RAW DATA section start

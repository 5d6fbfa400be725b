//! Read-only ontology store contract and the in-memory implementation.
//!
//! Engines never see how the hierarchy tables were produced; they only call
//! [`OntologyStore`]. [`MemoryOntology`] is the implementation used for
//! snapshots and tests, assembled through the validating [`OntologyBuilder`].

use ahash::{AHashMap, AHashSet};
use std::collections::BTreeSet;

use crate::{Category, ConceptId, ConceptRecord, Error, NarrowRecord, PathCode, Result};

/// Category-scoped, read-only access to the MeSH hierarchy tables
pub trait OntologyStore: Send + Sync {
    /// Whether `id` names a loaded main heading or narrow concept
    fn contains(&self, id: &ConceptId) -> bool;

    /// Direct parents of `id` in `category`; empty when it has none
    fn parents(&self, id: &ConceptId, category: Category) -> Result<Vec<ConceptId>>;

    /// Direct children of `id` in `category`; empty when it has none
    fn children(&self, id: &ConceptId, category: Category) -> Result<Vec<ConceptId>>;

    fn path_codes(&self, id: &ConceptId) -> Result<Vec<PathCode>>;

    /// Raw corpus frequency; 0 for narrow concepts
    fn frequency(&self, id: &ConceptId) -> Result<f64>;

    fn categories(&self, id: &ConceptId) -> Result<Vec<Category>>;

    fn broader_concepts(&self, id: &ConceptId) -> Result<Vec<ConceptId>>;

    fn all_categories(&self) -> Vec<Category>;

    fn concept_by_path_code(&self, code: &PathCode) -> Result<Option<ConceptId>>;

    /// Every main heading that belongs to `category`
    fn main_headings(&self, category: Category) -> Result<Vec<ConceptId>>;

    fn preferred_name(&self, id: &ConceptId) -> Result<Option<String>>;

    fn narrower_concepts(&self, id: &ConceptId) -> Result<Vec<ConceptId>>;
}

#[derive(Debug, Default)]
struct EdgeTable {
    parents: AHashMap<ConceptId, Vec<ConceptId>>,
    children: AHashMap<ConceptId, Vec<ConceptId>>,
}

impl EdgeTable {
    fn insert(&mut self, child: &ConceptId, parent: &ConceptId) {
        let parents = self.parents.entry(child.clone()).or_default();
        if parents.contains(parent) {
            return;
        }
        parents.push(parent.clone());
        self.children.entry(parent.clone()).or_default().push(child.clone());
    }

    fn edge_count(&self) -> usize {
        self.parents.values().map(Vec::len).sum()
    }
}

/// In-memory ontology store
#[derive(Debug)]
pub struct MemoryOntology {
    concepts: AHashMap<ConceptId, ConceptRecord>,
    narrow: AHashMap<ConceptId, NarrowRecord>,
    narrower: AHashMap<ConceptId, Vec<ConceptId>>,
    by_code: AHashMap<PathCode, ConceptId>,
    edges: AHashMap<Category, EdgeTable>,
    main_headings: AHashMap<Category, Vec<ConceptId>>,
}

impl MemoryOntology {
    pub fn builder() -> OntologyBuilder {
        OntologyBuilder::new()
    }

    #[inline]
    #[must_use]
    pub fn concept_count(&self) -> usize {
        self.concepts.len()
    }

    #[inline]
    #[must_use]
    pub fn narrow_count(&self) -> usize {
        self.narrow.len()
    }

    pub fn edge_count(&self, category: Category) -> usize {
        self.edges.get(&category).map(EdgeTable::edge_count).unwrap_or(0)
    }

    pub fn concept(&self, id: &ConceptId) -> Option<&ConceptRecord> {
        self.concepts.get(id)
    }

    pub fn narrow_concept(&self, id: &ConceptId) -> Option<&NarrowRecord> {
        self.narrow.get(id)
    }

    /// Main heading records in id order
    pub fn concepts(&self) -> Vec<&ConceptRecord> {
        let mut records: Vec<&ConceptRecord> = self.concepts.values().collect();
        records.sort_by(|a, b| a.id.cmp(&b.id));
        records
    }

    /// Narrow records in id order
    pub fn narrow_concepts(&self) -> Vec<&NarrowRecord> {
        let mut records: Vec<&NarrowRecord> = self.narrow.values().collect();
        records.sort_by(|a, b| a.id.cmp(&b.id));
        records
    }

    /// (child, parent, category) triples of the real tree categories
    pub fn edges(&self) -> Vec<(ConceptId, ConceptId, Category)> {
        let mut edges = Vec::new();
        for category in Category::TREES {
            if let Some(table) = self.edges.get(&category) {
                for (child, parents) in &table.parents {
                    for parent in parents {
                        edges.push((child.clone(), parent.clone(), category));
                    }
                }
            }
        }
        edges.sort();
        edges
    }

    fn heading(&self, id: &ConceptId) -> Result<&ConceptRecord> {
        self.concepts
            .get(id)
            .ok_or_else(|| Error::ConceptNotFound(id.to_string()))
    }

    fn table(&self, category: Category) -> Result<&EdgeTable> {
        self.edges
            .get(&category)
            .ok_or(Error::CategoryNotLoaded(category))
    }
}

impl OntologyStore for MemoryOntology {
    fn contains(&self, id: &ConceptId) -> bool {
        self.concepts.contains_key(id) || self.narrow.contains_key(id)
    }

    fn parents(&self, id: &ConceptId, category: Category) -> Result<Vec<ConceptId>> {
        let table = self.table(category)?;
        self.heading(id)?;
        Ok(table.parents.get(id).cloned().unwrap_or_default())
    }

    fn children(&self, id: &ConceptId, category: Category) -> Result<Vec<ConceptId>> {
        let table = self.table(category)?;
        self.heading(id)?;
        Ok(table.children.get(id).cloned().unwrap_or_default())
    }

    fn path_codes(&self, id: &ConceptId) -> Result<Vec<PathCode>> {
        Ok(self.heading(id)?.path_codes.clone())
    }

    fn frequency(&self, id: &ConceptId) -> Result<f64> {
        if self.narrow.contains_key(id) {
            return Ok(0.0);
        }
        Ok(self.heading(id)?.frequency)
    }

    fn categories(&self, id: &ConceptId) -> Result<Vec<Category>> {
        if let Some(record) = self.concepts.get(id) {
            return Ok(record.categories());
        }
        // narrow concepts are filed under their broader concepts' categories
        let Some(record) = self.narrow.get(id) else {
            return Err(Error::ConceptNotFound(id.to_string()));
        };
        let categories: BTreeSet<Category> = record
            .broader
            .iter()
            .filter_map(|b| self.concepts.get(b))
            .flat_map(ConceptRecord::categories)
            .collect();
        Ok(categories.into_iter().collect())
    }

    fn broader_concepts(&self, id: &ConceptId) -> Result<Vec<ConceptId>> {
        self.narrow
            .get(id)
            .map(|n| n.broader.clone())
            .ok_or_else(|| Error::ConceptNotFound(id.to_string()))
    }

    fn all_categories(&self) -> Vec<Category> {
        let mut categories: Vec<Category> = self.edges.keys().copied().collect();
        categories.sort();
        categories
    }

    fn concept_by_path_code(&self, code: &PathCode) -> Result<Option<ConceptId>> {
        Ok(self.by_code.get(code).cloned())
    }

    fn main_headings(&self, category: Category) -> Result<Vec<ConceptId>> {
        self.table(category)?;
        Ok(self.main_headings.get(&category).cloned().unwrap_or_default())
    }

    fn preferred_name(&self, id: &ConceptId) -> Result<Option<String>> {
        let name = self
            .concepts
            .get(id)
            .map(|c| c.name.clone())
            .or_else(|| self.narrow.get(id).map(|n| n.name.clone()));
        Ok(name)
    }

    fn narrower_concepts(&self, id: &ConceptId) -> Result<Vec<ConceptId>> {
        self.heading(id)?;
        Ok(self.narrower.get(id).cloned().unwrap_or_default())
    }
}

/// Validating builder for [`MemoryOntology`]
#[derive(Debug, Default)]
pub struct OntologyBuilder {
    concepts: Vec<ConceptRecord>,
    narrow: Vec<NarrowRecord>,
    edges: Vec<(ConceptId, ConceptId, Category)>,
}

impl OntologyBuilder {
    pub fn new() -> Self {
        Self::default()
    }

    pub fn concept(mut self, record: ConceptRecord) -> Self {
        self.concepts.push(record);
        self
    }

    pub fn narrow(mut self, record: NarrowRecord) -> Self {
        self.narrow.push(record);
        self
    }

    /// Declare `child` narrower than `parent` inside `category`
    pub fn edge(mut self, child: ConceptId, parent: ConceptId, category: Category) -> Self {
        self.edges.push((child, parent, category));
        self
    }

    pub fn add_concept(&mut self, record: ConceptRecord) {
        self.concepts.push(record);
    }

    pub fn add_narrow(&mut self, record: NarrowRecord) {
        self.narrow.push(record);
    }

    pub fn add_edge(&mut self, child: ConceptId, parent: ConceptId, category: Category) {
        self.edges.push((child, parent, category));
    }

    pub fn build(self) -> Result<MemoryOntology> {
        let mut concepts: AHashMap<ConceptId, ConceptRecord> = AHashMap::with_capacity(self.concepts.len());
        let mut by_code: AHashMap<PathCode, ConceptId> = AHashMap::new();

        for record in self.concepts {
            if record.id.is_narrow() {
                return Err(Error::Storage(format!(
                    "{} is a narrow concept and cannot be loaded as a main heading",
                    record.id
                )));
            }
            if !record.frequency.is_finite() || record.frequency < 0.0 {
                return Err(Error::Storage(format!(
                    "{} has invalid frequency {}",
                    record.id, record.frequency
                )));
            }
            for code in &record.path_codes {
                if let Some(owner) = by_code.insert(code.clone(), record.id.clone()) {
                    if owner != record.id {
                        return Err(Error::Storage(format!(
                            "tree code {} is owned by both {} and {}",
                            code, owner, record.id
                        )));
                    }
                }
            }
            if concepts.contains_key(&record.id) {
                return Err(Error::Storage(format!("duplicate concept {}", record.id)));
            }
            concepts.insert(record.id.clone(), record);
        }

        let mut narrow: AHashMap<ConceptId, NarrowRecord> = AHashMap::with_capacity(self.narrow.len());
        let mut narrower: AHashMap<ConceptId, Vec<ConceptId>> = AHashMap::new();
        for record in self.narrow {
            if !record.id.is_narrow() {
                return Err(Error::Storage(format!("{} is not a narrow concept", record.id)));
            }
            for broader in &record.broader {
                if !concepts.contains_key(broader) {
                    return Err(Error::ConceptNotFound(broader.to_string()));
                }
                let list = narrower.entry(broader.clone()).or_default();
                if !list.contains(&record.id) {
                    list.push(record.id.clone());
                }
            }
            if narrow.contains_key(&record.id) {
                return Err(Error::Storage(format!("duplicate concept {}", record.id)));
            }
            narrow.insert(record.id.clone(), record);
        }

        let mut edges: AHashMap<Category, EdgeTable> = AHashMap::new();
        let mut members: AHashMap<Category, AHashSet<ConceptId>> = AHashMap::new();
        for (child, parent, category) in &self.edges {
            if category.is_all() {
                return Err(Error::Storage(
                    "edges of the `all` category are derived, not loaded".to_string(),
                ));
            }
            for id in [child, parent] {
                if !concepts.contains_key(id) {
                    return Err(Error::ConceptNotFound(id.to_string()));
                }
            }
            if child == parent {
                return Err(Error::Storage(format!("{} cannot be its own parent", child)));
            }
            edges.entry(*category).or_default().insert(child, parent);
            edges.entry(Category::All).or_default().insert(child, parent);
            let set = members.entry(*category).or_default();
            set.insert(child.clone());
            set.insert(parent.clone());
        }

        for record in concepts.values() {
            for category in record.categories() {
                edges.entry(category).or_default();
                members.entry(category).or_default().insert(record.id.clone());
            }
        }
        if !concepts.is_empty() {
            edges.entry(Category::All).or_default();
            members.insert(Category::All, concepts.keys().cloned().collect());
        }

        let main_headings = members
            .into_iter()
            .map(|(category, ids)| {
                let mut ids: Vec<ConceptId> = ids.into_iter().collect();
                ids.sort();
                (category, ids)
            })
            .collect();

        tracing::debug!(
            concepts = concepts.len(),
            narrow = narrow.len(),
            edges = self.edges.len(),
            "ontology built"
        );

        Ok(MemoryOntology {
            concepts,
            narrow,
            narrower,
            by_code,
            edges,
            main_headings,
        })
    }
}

RAW DATA section end
RAW DATA section start

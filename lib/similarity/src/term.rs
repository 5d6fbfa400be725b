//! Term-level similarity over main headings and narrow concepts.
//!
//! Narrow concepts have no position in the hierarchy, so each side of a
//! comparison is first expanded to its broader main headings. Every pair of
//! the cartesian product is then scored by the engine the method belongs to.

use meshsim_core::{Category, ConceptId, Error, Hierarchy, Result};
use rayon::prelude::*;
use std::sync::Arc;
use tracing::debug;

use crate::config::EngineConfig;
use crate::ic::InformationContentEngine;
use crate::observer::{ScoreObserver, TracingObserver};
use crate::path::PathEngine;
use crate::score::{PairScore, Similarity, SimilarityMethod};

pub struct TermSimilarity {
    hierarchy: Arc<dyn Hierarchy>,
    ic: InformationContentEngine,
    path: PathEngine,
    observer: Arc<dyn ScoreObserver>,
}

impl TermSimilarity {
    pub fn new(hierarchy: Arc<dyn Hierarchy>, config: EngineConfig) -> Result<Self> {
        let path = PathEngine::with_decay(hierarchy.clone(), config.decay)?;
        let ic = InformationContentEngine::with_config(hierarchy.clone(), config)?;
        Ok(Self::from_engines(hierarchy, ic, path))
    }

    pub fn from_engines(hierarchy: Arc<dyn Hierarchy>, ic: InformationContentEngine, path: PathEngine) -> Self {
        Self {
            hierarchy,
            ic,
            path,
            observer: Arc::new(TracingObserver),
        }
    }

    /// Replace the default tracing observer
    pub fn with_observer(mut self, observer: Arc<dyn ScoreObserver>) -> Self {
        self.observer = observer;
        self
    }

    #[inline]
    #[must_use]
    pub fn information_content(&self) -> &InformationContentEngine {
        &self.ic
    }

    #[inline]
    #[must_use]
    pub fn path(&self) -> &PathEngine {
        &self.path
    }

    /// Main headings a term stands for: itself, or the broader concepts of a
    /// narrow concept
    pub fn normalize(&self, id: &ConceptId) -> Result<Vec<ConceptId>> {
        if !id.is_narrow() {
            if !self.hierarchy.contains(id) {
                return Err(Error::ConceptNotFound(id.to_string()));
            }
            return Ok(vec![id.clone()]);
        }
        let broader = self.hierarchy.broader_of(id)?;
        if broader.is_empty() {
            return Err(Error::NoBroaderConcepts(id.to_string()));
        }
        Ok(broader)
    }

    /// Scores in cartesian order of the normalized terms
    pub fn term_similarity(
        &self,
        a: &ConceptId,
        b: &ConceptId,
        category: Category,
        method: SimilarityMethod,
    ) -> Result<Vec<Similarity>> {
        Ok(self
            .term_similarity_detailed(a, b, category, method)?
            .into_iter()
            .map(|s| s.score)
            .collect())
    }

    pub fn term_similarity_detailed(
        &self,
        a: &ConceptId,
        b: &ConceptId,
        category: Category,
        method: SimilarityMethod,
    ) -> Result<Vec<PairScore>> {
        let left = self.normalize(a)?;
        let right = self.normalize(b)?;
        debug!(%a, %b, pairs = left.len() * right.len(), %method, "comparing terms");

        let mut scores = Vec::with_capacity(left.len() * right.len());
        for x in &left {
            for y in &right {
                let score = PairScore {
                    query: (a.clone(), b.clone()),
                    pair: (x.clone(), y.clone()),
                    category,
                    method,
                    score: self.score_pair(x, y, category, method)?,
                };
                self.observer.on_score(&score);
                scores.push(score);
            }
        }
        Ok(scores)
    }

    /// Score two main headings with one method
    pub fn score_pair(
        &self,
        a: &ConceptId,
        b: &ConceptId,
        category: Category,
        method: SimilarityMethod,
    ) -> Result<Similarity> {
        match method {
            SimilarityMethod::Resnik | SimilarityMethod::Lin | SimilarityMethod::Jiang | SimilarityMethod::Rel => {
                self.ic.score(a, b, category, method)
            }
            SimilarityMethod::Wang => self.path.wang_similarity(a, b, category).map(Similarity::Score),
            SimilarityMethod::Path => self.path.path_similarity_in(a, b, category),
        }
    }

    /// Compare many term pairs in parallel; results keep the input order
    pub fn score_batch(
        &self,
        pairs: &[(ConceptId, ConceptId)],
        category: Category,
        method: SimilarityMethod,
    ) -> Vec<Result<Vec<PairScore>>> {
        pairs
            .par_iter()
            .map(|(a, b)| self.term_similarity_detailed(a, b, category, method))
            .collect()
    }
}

RAW DATA section end

* TASK DESCRIPTION *
Check each line of the material for the word "none", then say how many have it. Give the number only.

* EXPECTED OUTPUT *
2